A proposed gold and copper mine that was quickly shut down by the Obama administration’s harsh EPA regulations has just moved closer to reality this week when its developers filed new permits with the federal government Friday.

The company behind Pebble Mine, in Alaska’s Bristol Bay, were set Friday to file a wetlands-fill permit with the U.S. Army Corps of Engineers.
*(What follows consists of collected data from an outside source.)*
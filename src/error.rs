// src/error.rs
// =============================================================================
// Error types for the crawl engine.
//
// Two kinds of failure happen while crawling a single page:
// - Transport: the network request failed or the server answered non-2xx
// - MalformedDocument: the HTML came back but has no heading/content region
//
// Neither of these stops the crawl. The page is marked Failed and becomes a
// dead end (see crawl/page.rs). The remaining variants are real errors that
// end the run with exit code 2.
//
// Rust concepts:
// - thiserror: derive Display + std::error::Error for an enum
// - #[from]: lets the ? operator convert other error types into ours
// =============================================================================

use thiserror::Error;

#[derive(Debug, Error)]
pub enum CrawlError {
    /// The request itself failed (DNS, connection reset, timeout, ...)
    #[error("request to {url} failed: {message}")]
    Transport { url: String, message: String },

    /// The server answered, but not with a 2xx status
    #[error("{url} answered with HTTP {status}")]
    HttpStatus { url: String, status: u16 },

    /// The page has no usable heading or content region
    #[error("malformed document at {url}: {reason}")]
    MalformedDocument { url: String, reason: String },

    #[error("invalid URL: {0}")]
    InvalidUrl(#[from] url::ParseError),

    #[error("cannot build an article URL for '{0}'")]
    InvalidArticle(String),

    /// A fetch task panicked or was cancelled before it handed its page back
    #[error("fetch worker stopped: {0}")]
    Worker(#[from] tokio::task::JoinError),

    #[error("target page {0} could not be fetched")]
    TargetUnavailable(String),
}

impl CrawlError {
    /// True for network-level failures (including bad HTTP status codes)
    pub fn is_transport(&self) -> bool {
        matches!(self, CrawlError::Transport { .. } | CrawlError::HttpStatus { .. })
    }
}
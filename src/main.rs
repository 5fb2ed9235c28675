fn main() {
    if let Err(err) = saleslens::run() {
        eprintln!("error: {err}");
        std::process::exit(1);
    }
}
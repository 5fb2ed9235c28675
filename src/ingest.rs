//! Raw table ingestion.
//!
//! Loads a delimited file (or stdin) into an in-memory [`RawTable`]:
//! header row, string cells, and a content hash over the raw bytes that
//! keys cached inference snapshots. The aggregation engine recomputes its
//! cleaned view wholesale from this table, so the whole dataset is held in
//! memory rather than streamed.
//!
//! Ingest caps live here: at most [`MAX_COLUMNS`] columns, and an optional
//! row cap supplied by the caller. The analytics core downstream assumes
//! it receives already-validated data.

use std::{
    fs,
    io::Read,
    path::Path,
};

use anyhow::{Context, Result, anyhow};
use encoding_rs::{Encoding, UTF_8};
use log::debug;
use sha2::{Digest, Sha256};

use crate::error::EngineError;

pub const MAX_COLUMNS: usize = 200;
pub const DEFAULT_CSV_DELIMITER: u8 = b',';
pub const DEFAULT_TSV_DELIMITER: u8 = b'\t';

/// An uploaded dataset: ordered named columns and string rows, replaced
/// wholesale on each new load.
#[derive(Debug, Clone)]
pub struct RawTable {
    columns: Vec<String>,
    rows: Vec<Vec<String>>,
    content_hash: String,
}

impl RawTable {
    /// Builds a table from already-parsed cells, enforcing the same caps
    /// as file ingestion. The content hash covers every cell.
    pub fn from_rows(columns: Vec<String>, rows: Vec<Vec<String>>) -> Result<Self> {
        ensure_column_cap(columns.len())?;
        let mut hasher = Sha256::new();
        for name in &columns {
            hasher.update(name.as_bytes());
            hasher.update([0u8]);
        }
        for row in &rows {
            for cell in row {
                hasher.update(cell.as_bytes());
                hasher.update([0u8]);
            }
            hasher.update([1u8]);
        }
        Ok(Self {
            columns,
            rows,
            content_hash: hex_digest(hasher.finalize().as_slice()),
        })
    }

    pub fn columns(&self) -> &[String] {
        &self.columns
    }

    pub fn rows(&self) -> &[Vec<String>] {
        &self.rows
    }

    pub fn row_count(&self) -> usize {
        self.rows.len()
    }

    pub fn column_index(&self, name: &str) -> Option<usize> {
        self.columns.iter().position(|c| c == name)
    }

    pub fn content_hash(&self) -> &str {
        &self.content_hash
    }
}

pub fn is_dash(path: &Path) -> bool {
    path == Path::new("-")
}

pub fn resolve_encoding(label: Option<&str>) -> Result<&'static Encoding> {
    if let Some(value) = label {
        Encoding::for_label(value.trim().as_bytes())
            .ok_or_else(|| anyhow!("Unknown encoding '{value}'"))
    } else {
        Ok(UTF_8)
    }
}

pub fn resolve_delimiter(path: &Path, provided: Option<u8>) -> u8 {
    provided.unwrap_or_else(|| match path.extension().and_then(|ext| ext.to_str()) {
        Some(ext) if ext.eq_ignore_ascii_case("tsv") => DEFAULT_TSV_DELIMITER,
        _ => DEFAULT_CSV_DELIMITER,
    })
}

/// Reads the whole input, hashes it, and materializes the raw table.
/// `row_limit` of 0 means no cap.
pub fn load_table(
    path: &Path,
    delimiter: u8,
    encoding: &'static Encoding,
    row_limit: usize,
) -> Result<RawTable> {
    let bytes = read_input_bytes(path)?;
    let content_hash = hex_digest(Sha256::digest(&bytes).as_slice());

    let mut reader = csv::ReaderBuilder::new()
        .has_headers(true)
        .delimiter(delimiter)
        .double_quote(true)
        .flexible(false)
        .from_reader(bytes.as_slice());

    let header_record = reader
        .byte_headers()
        .with_context(|| format!("Reading header row from {path:?}"))?
        .clone();
    let columns = decode_record(&header_record, encoding)?;
    if columns.is_empty() || columns.iter().all(|name| name.trim().is_empty()) {
        return Err(EngineError::EmptyInput.into());
    }
    ensure_column_cap(columns.len())?;

    let mut rows = Vec::new();
    for (row_idx, record) in reader.byte_records().enumerate() {
        if row_limit > 0 && row_idx >= row_limit {
            debug!("Row cap of {row_limit} reached; remaining rows ignored");
            break;
        }
        let record = record.with_context(|| format!("Reading row {}", row_idx + 2))?;
        rows.push(decode_record(&record, encoding)?);
    }

    debug!(
        "Loaded {} row(s) across {} column(s) from {:?}",
        rows.len(),
        columns.len(),
        path
    );
    Ok(RawTable {
        columns,
        rows,
        content_hash,
    })
}

fn ensure_column_cap(found: usize) -> Result<()> {
    if found > MAX_COLUMNS {
        return Err(EngineError::TooManyColumns { found }.into());
    }
    Ok(())
}

fn read_input_bytes(path: &Path) -> Result<Vec<u8>> {
    if is_dash(path) {
        let mut bytes = Vec::new();
        std::io::stdin()
            .lock()
            .read_to_end(&mut bytes)
            .context("Reading from stdin")?;
        Ok(bytes)
    } else {
        fs::read(path).with_context(|| format!("Opening input file {path:?}"))
    }
}

fn decode_record(record: &csv::ByteRecord, encoding: &'static Encoding) -> Result<Vec<String>> {
    record
        .iter()
        .map(|field| {
            let (text, _, had_errors) = encoding.decode(field);
            if had_errors {
                Err(anyhow!(
                    "Failed to decode text with encoding {}",
                    encoding.name()
                ))
            } else {
                Ok(text.into_owned())
            }
        })
        .collect()
}

fn hex_digest(bytes: &[u8]) -> String {
    bytes.iter().map(|byte| format!("{byte:02x}")).collect()
}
The permit application by the Pebble Limited Partnership, a subsidiary of Northern Dynasty Minerals, marks a milestone for the project that has seen renewed interest since President Trump appointed former Oklahoma Attorney General Scott Pruitt to head the EPA.

“At the outset of 2017, we established three ambitious corporate objectives for Northern Dynasty and the Pebble Project,” Northern Dynasty President & CEO Ron Thiessen said in a statement.

“We committed to reaching a resolution with the U.S. Environmental Protection Agency to restore the Pebble Project to normal course permitting, to re-partnering on the Pebble Project and to initiating permitting under [National Environmental Policy Act.] As we approach the end of the year, I’m proud to report that we will hit our mark on all three important milestones.”

The permit application comes just months after The mining Company reached a settlement with the new EPA, to apply for permission to build what could be the world’s largest gold and copper mine.

The project has been stuck since 2014 after the EPA put a hold on the mine, even before the company had submitted its permit applications.

Obama’s EPA invoked a little-known part of the Clean Water Act called Section 404(c) that allows the EPA to “restrict, prohibit, deny or withdraw the use of an area as a disposal site for dredged or fill material if the discharge will have unacceptable adverse effects on municipal water supplies, shellfish beds and fishery areas, wildlife or recreational areas.”

As the Project moves forward there could be much opposition seen from environmentalists as new companies work to strike Gold in Some of America’s richest soil.